Ryan McDonald, a former director of operations who oversaw multiple restaurant locations, filed suit on May 4, 2026, in the US District Court for the Eastern District of Arkansas. He brings three claims under the Americans with Disabilities Act: failure to accommodate, disability discrimination, and retaliation.
McDonald says he hurt his back and neck in July 2024 while performing work-related duties at his supervisor's direction. He also had pre-existing conditions, including prior hip replacements and back surgeries. In November 2024, he requested reasonable accommodations through appropriate channels, including email.
The complaint alleges Darden never engaged in a meaningful, good-faith interactive process - the back-and-forth between employer and employee that the ADA requires when working out how a person with a disability can keep doing the job. Instead, the filing says, the company's disability-management staff steered him toward long-term disability benefits.
For HR leaders, the case reads as a study in how an interactive process can go off the rails.
McDonald says the senior vice president of human resources, Teresa Willings, told him a representative, Wanda Colon, would be in touch. A month later, he received certified mail dated on or about December 12, 2024, warning that the company had attempted to contact him multiple times and that further silence would result in termination. According to the filing, those attempts went primarily to his company-issued phone, which was not active while he was on medical leave - even though his personal number was on file in Darden's PeopleSoft system.
The EEOC charge attached to the complaint adds more. McDonald says HR contacted him after his accommodation request and told him they "heard" he would be out for an extended period, then suggested he apply for long-term disability. He also alleges that on the same day he raised accommodations with his supervisor, a general manager told him the supervisor had already informed the Director of Operations covering his region that McDonald would be out long-term - before any conversation about his return.

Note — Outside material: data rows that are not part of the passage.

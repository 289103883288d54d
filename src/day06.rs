use crate::error::{Error, Result};
use crate::parse;

/// Fish counts indexed by timer value.
type School = [u64; 9];

fn parse_school(input: &str) -> Result<School> {
    let mut school = [0; 9];
    for timer in parse::separated::<usize>(input, ',', 1)? {
        *school.get_mut(timer)
            .ok_or_else(|| Error::parse(1, format!("timer {} out of range", timer)))? += 1;
    }
    Ok(school)
}

fn simulate(mut school: School, days: usize) -> u64 {
    for _ in 0 .. days {
        school.rotate_left(1);
        school[6] += school[8];
    }
    school.iter().sum()
}

pub fn solve(part: u8, input: &str) -> Result<String> {
    let school = parse_school(input)?;
    Ok(simulate(school, if part == 1 {80} else {256}).to_string())
}
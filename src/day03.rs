use crate::error::{Error, Result};
use crate::parse;

fn parse_report(input: &str) -> Result<(Vec<u32>, usize)> {
    let mut width = None;
    let numbers = parse::lines(input).map(|(ln, line)| {
        if *width.get_or_insert(line.len()) != line.len() {
            return Err(Error::parse(ln, "line length differs from the first line"));
        }
        u32::from_str_radix(line, 2).map_err(|_| Error::parse(ln, format!("not a binary number: {:?}", line)))
    }).collect::<Result<Vec<_>>>()?;
    match width {
        Some(width @ 1 ..= 32) => Ok((numbers, width)),
        _ => Err(Error::Input("expected binary numbers of 1 to 32 bits".into()))
    }
}

/// Whether 1 is at least as common as 0 at `bit` among `numbers`.
fn ones_dominate(numbers: &[u32], bit: usize) -> bool {
    let ones = numbers.iter().filter(|&&n| n >> bit & 1 == 1).count();
    2 * ones >= numbers.len()
}

fn rating(mut numbers: Vec<u32>, width: usize, keep_common: bool) -> u32 {
    for bit in (0 .. width).rev() {
        if numbers.len() <= 1 {break};
        let ones = numbers.iter().filter(|&&n| n >> bit & 1 == 1).count();
        // a column where every survivor agrees cannot filter anything out
        if ones == 0 || ones == numbers.len() {continue};
        let wanted = ones_dominate(&numbers, bit) == keep_common;
        numbers.retain(|&n| (n >> bit & 1 == 1) == wanted);
    }
    numbers[0]
}

pub fn solve(part: u8, input: &str) -> Result<String> {
    let (numbers, width) = parse_report(input)?;
    if part == 1 {
        let gamma = (0 .. width).filter(|&bit| ones_dominate(&numbers, bit))
                                .fold(0u64, |acc, bit| acc | 1 << bit);
        let epsilon = !gamma & ((1u64 << width) - 1);
        Ok((gamma * epsilon).to_string())
    } else {
        let oxygen = rating(numbers.clone(), width, true) as u64;
        let co2 = rating(numbers, width, false) as u64;
        Ok((oxygen * co2).to_string())
    }
}

#[cfg(test)]
mod tests {
    use super::*;

    const EXAMPLE: &str = "00100\n11110\n10110\n10111\n10101\n01111\n00111\n11100\n10000\n11001\n00010\n01010\n";

    #[test]
    fn example() {
        assert_eq!(solve(1, EXAMPLE).unwrap(), "198");
        assert_eq!(solve(2, EXAMPLE).unwrap(), "230");
    }

    #[test]
    fn ratings() {
        let (numbers, width) = parse_report(EXAMPLE).unwrap();
        assert_eq!(rating(numbers.clone(), width, true), 23);
        assert_eq!(rating(numbers, width, false), 10);
    }

    #[test]
    fn ragged_report_is_rejected() {
        assert!(solve(1, "0101\n011").is_err());
        assert!(solve(1, "0102").is_err());
    }
}
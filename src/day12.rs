use rustc_hash::FxHashMap;

use crate::error::{Error, Result};
use crate::parse;

struct Caves {
    small: Vec<bool>,
    edges: Vec<Vec<usize>>,
    start: usize,
    end: usize,
}

fn parse_caves(input: &str) -> Result<Caves> {
    let mut ids: FxHashMap<&str, usize> = FxHashMap::default();
    let mut small = vec![];
    let mut edges: Vec<Vec<usize>> = vec![];
    for (ln, line) in parse::lines(input) {
        let names = line.split_once('-').ok_or_else(|| Error::parse(ln, "expected cave-cave"))?;
        let [a, b] = [names.0, names.1].map(|name| *ids.entry(name).or_insert_with(|| {
            small.push(name.bytes().all(|b| b.is_ascii_lowercase()));
            edges.push(vec![]);
            small.len() - 1
        }));
        if !small[a] && !small[b] {
            return Err(Error::Input(format!("big caves {} and {} are connected, paths are unbounded", names.0, names.1)));
        }
        edges[a].push(b);
        edges[b].push(a);
    }
    let start = *ids.get("start").ok_or_else(|| Error::Input("no start cave".into()))?;
    let end = *ids.get("end").ok_or_else(|| Error::Input("no end cave".into()))?;
    Ok(Caves {small, edges, start, end})
}

impl Caves {
    fn count_paths(&self, at: usize, visits: &mut [u8], may_revisit: bool) -> usize {
        if at == self.end {return 1};
        let mut paths = 0;
        for &next in &self.edges[at] {
            if next == self.start {continue};
            if !self.small[next] || visits[next] == 0 {
                visits[next] += 1;
                paths += self.count_paths(next, visits, may_revisit);
                visits[next] -= 1;
            } else if may_revisit && next != self.end {
                visits[next] += 1;
                paths += self.count_paths(next, visits, false);
                visits[next] -= 1;
            }
        }
        paths
    }
}

pub fn solve(part: u8, input: &str) -> Result<String> {
    let caves = parse_caves(input)?;
    let mut visits = vec![0; caves.small.len()];
    visits[caves.start] = 1;
    Ok(caves.count_paths(caves.start, &mut visits, part == 2).to_string())
}

#[cfg(test)]
mod tests {
    use super::*;

    const SMALL: &str = "start-A\nstart-b\nA-c\nA-b\nb-d\nA-end\nb-end\n";
    const MEDIUM: &str = "dc-end\nHN-start\nstart-kj\ndc-start\ndc-HN\nLN-dc\nHN-end\nkj-sa\nkj-HN\nkj-dc\n";
    const LARGE: &str = "\
fs-end
he-DX
fs-he
start-DX
pj-DX
end-zg
zg-sl
zg-pj
pj-he
RW-he
fs-DX
pj-RW
zg-RW
start-pj
he-WI
zg-he
pj-fs
start-RW
";

    #[test]
    fn examples() {
        assert_eq!(solve(1, SMALL).unwrap(), "10");
        assert_eq!(solve(1, MEDIUM).unwrap(), "19");
        assert_eq!(solve(1, LARGE).unwrap(), "226");
        assert_eq!(solve(2, SMALL).unwrap(), "36");
        assert_eq!(solve(2, MEDIUM).unwrap(), "103");
        assert_eq!(solve(2, LARGE).unwrap(), "3509");
    }

    #[test]
    fn adjacent_big_caves_are_rejected() {
        assert!(matches!(solve(1, "start-A\nA-B\nB-end"), Err(Error::Input(_))));
    }

    #[test]
    fn missing_end() {
        assert!(solve(1, "start-a\na-b").is_err());
    }
}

The EEOC charge says Darden restructured his territory on or about April 14, 2025, removing closer restaurants and adding ones farther away. McDonald alleges that change increased his commute time by roughly 70%. He also says the company set a return-to-work deadline immediately before the earliest date he could have been medically cleared. He was terminated on May 25, 2025, after not being cleared to return by May 26, 2025.
The EEOC closed its administrative review without making findings on the merits and issued a Notice of Right to Sue on February 17, 2026.
McDonald is seeking back pay and lost wages, lost benefits, compensatory damages for emotional distress, punitive damages, and attorney's fees. He is representing himself and has demanded a jury trial.
The allegations have not been tested in court. Darden Restaurants has not yet filed a response, and no judge has ruled.